Tuesday, February 03, 2015

Must not sing Dixie

In 2013, during the trial and conviction of a black man, James D. Kirk, Canyon County Deputy Prosecutor Erica Kallin, as reported by Idaho Statesman writer Sven Berg, paraphrased lines from the song "Dixie" as she addressed the jury at the end of Kirk's trial.

"Some people know it. It's the 'Dixie' song, right? 'Oh, I wish I was in the land of cotton. Good times not forgotten. Look away. Look away. Look away.' " Kallin then went on to ask the jury, wasn't it being asked by the defense to look away from the testimony of the prosecution witnesses?

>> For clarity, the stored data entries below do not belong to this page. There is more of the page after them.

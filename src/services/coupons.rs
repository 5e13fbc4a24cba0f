use chrono::{DateTime, Utc};
use rust_decimal::{Decimal, RoundingStrategy};
use sea_orm::{
    sea_query::Expr, ActiveModelTrait, ColumnTrait, ConnectionTrait, DatabaseConnection,
    EntityTrait, QueryFilter, Set, TransactionTrait,
};
use serde::{Deserialize, Serialize};
use std::sync::Arc;
use tracing::{info, instrument, warn};
use uuid::Uuid;

use crate::entities::coupon::{self, DiscountType, Entity as CouponEntity};
use crate::entities::coupon_usage::{self, Entity as CouponUsageEntity};
use crate::errors::ServiceError;

/// Public view of a coupon
#[derive(Debug, Clone, PartialEq, Serialize, Deserialize)]
#[serde(rename_all = "camelCase")]
pub struct CouponSummary {
    pub id: Uuid,
    pub code: String,
    pub discount_type: DiscountType,
    pub discount_value: Decimal,
    pub description: Option<String>,
}

impl From<&coupon::Model> for CouponSummary {
    fn from(model: &coupon::Model) -> Self {
        Self {
            id: model.id,
            code: model.code.clone(),
            discount_type: model.discount_type,
            discount_value: model.discount_value,
            description: model.description.clone(),
        }
    }
}

#[derive(Debug, Clone, PartialEq, Serialize, Deserialize)]
#[serde(rename_all = "camelCase")]
pub struct CouponValidation {
    pub success: bool,
    pub coupon: CouponSummary,
    pub discount: Decimal,
    pub message: String,
}

/// Normalized form coupon codes are stored and looked up in
pub fn normalize_code(code: &str) -> String {
    code.trim().to_uppercase()
}

/// Checks a coupon against a subtotal at `now` and returns the discount.
///
/// The discount never exceeds the subtotal and is rounded to 2 dp.
pub fn evaluate(
    coupon: &coupon::Model,
    subtotal: Decimal,
    now: DateTime<Utc>,
) -> Result<Decimal, ServiceError> {
    if !coupon.is_active {
        return Err(ServiceError::InvalidCoupon("Coupon is inactive".to_string()));
    }
    if coupon.starts_at.map_or(false, |starts| starts > now) {
        return Err(ServiceError::InvalidCoupon(
            "Coupon is not active yet".to_string(),
        ));
    }
    if coupon.expires_at.map_or(false, |expires| expires < now) {
        return Err(ServiceError::InvalidCoupon("Coupon has expired".to_string()));
    }
    if coupon
        .usage_limit
        .map_or(false, |limit| coupon.used_count >= limit)
    {
        return Err(ServiceError::InvalidCoupon(
            "Coupon usage limit reached".to_string(),
        ));
    }
    if subtotal <= Decimal::ZERO {
        return Err(ServiceError::CouponNotApplicable(
            "Order subtotal must be greater than zero".to_string(),
        ));
    }
    if let Some(minimum) = coupon.min_order_amount {
        if subtotal < minimum {
            return Err(ServiceError::CouponNotApplicable(format!(
                "Minimum order amount for this coupon is {}",
                minimum.normalize()
            )));
        }
    }

    let raw = match coupon.discount_type {
        DiscountType::Percentage => {
            let pct = subtotal * coupon.discount_value / Decimal::ONE_HUNDRED;
            match coupon.max_discount {
                Some(cap) => pct.min(cap),
                None => pct,
            }
        }
        DiscountType::Fixed => coupon.discount_value,
    };

    Ok(raw
        .max(Decimal::ZERO)
        .min(subtotal)
        .round_dp_with_strategy(2, RoundingStrategy::MidpointAwayFromZero))
}

/// Loads a coupon on `conn` and evaluates it against `subtotal` now
pub async fn coupon_discount<C: ConnectionTrait>(
    conn: &C,
    coupon_id: Uuid,
    subtotal: Decimal,
) -> Result<Decimal, ServiceError> {
    let coupon = CouponEntity::find_by_id(coupon_id)
        .one(conn)
        .await?
        .ok_or_else(|| ServiceError::InvalidCoupon(format!("Coupon {} not found", coupon_id)))?;

    evaluate(&coupon, subtotal, Utc::now())
}

#[derive(Clone)]
pub struct CouponService {
    db: Arc<DatabaseConnection>,
}

impl CouponService {
    pub fn new(db: Arc<DatabaseConnection>) -> Self {
        Self { db }
    }

    /// Validates a coupon code against a subtotal
    #[instrument(skip(self))]
    pub async fn validate(
        &self,
        code: &str,
        subtotal: Decimal,
    ) -> Result<CouponValidation, ServiceError> {
        let code = normalize_code(code);
        if code.is_empty() {
            return Err(ServiceError::ValidationError(
                "Coupon code is required".to_string(),
            ));
        }

        let coupon = CouponEntity::find()
            .filter(coupon::Column::Code.eq(code.clone()))
            .one(&*self.db)
            .await?
            .ok_or_else(|| ServiceError::InvalidCoupon(format!("Coupon {} not found", code)))?;

        let discount = evaluate(&coupon, subtotal, Utc::now())?;
        Ok(CouponValidation {
            success: true,
            coupon: CouponSummary::from(&coupon),
            discount,
            message: format!("Coupon {} applied", coupon.code),
        })
    }

    /// Records that a coupon was redeemed by an order.
    ///
    /// Returns `false` when this (coupon, order) pair was already recorded.
    #[instrument(skip(self))]
    pub async fn record_usage(
        &self,
        coupon_id: Uuid,
        order_id: Uuid,
        user_id: &str,
    ) -> Result<bool, ServiceError> {
        let txn = self.db.begin().await?;

        if CouponEntity::find_by_id(coupon_id).one(&txn).await?.is_none() {
            return Err(ServiceError::NotFound(format!(
                "Coupon {} not found",
                coupon_id
            )));
        }

        let existing = CouponUsageEntity::find()
            .filter(coupon_usage::Column::CouponId.eq(coupon_id))
            .filter(coupon_usage::Column::OrderId.eq(order_id))
            .one(&txn)
            .await?;
        if existing.is_some() {
            info!(%coupon_id, %order_id, "coupon usage already recorded");
            return Ok(false);
        }

        coupon_usage::ActiveModel {
            id: Set(Uuid::new_v4()),
            coupon_id: Set(coupon_id),
            order_id: Set(order_id),
            user_id: Set(user_id.to_string()),
            created_at: Set(Utc::now()),
        }
        .insert(&txn)
        .await?;

        CouponEntity::update_many()
            .col_expr(
                coupon::Column::UsedCount,
                Expr::col(coupon::Column::UsedCount).add(1),
            )
            .col_expr(coupon::Column::UpdatedAt, Expr::value(Utc::now()))
            .filter(coupon::Column::Id.eq(coupon_id))
            .exec(&txn)
            .await?;

        txn.commit().await?;
        info!(%coupon_id, %order_id, "coupon usage recorded");
        Ok(true)
    }

    /// Fire-and-forget usage recording; failures are only logged
    pub fn record_usage_in_background(&self, coupon_id: Uuid, order_id: Uuid, user_id: String) {
        let service = self.clone();
        tokio::spawn(async move {
            if let Err(e) = service.record_usage(coupon_id, order_id, &user_id).await {
                warn!(%coupon_id, %order_id, "failed to record coupon usage: {}", e);
            }
        });
    }
}

#[cfg(test)]
mod tests {
    use super::*;
    use assert_matches::assert_matches;
    use chrono::Duration;
    use rust_decimal_macros::dec;

    fn coupon(discount_type: DiscountType, value: Decimal) -> coupon::Model {
        let now = Utc::now();
        coupon::Model {
            id: Uuid::new_v4(),
            code: "WELCOME10".into(),
            description: None,
            discount_type,
            discount_value: value,
            min_order_amount: None,
            max_discount: None,
            usage_limit: None,
            used_count: 0,
            is_active: true,
            starts_at: None,
            expires_at: None,
            created_at: now,
            updated_at: now,
        }
    }

    #[test]
    fn percentage_discount() {
        let c = coupon(DiscountType::Percentage, dec!(10));
        assert_eq!(evaluate(&c, dec!(900), Utc::now()).unwrap(), dec!(90));
    }

    #[test]
    fn percentage_discount_respects_cap() {
        let mut c = coupon(DiscountType::Percentage, dec!(50));
        c.max_discount = Some(dec!(100));
        assert_eq!(evaluate(&c, dec!(900), Utc::now()).unwrap(), dec!(100));
    }

    #[test]
    fn fixed_discount_never_exceeds_subtotal() {
        let c = coupon(DiscountType::Fixed, dec!(250));
        assert_eq!(evaluate(&c, dec!(120), Utc::now()).unwrap(), dec!(120));
        assert_eq!(evaluate(&c, dec!(900), Utc::now()).unwrap(), dec!(250));
    }

    #[test]
    fn percentage_rounds_to_cents() {
        let c = coupon(DiscountType::Percentage, dec!(15));
        // 15% of 33.33 = 4.9995
        assert_eq!(evaluate(&c, dec!(33.33), Utc::now()).unwrap(), dec!(5.00));
    }

    #[test]
    fn rejects_expired_and_future_coupons() {
        let now = Utc::now();
        let mut expired = coupon(DiscountType::Fixed, dec!(10));
        expired.expires_at = Some(now - Duration::days(1));
        assert_matches!(evaluate(&expired, dec!(100), now), Err(ServiceError::InvalidCoupon(_)));

        let mut future = coupon(DiscountType::Fixed, dec!(10));
        future.starts_at = Some(now + Duration::days(1));
        assert_matches!(evaluate(&future, dec!(100), now), Err(ServiceError::InvalidCoupon(_)));
    }

    #[test]
    fn rejects_inactive_and_exhausted_coupons() {
        let mut inactive = coupon(DiscountType::Fixed, dec!(10));
        inactive.is_active = false;
        assert_matches!(
            evaluate(&inactive, dec!(100), Utc::now()),
            Err(ServiceError::InvalidCoupon(_))
        );

        let mut exhausted = coupon(DiscountType::Fixed, dec!(10));
        exhausted.usage_limit = Some(5);
        exhausted.used_count = 5;
        assert_matches!(
            evaluate(&exhausted, dec!(100), Utc::now()),
            Err(ServiceError::InvalidCoupon(_))
        );
    }

    #[test]
    fn minimum_order_amount_is_enforced() {
        let mut c = coupon(DiscountType::Fixed, dec!(10));
        c.min_order_amount = Some(dec!(200));
        assert_matches!(
            evaluate(&c, dec!(199.99), Utc::now()),
            Err(ServiceError::CouponNotApplicable(_))
        );
        assert_eq!(evaluate(&c, dec!(200), Utc::now()).unwrap(), dec!(10));
    }

    #[test]
    fn zero_subtotal_is_not_applicable() {
        let c = coupon(DiscountType::Percentage, dec!(10));
        assert_matches!(
            evaluate(&c, Decimal::ZERO, Utc::now()),
            Err(ServiceError::CouponNotApplicable(_))
        );
    }

    #[test]
    fn codes_are_case_insensitive() {
        assert_eq!(normalize_code("  welcome10 "), "WELCOME10");
    }
}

During appellant arguments, Eric Fredericksen, the state public defender, stated that whether she meant to or not, Kallin made the case a racial matter. While the state denies the use of the "Dixie" lyrics as being a racial ploy, defense attorney Aaron Bazzoli, who represented Kirk at trial, commented, "I don't know if it impacted (the verdict), but when you are sitting in the courtroom and there is one black guy sitting next to you and the prosecutor's singing 'Dixie' - it just seemed a little weird."

Anyone with knowledge of U.S. history would see the direct connection. From its beginning, "Dixie" was racist and insensitive. The song, often credited to Ohio-born Daniel Decatur Emmett, originated in the blackface minstrel shows of the 1850s. Its lyrics, written in an exaggerated version of African-American vernacular English, are a story of a freed black slave longing for the plantation of his birth. During the Civil War the pro-slave Confederacy adopted the song as its de facto anthem. With the Civil Rights Movement, many identify the lyrics of "Dixie" with the symbolism and ideology of the Old South. Certainly for the black community the song harks to the collective memory of slavery, discrimination and racial separation. "Dixie" brings forth all the painful memories past and present.

The Idaho Court of Appeals agreed, saying it "does not require resort to articles or history books to recognize that 'Dixie' was an anthem of the Confederacy, an ode to the Old South, which references with praise a time and place of the most pernicious racism. The prosecutor's mention of the title, 'Dixie,' as well as the specific lyrics recited by the prosecutor, referring to 'the land of cotton,' expressly evoke that setting with all its racial overtones."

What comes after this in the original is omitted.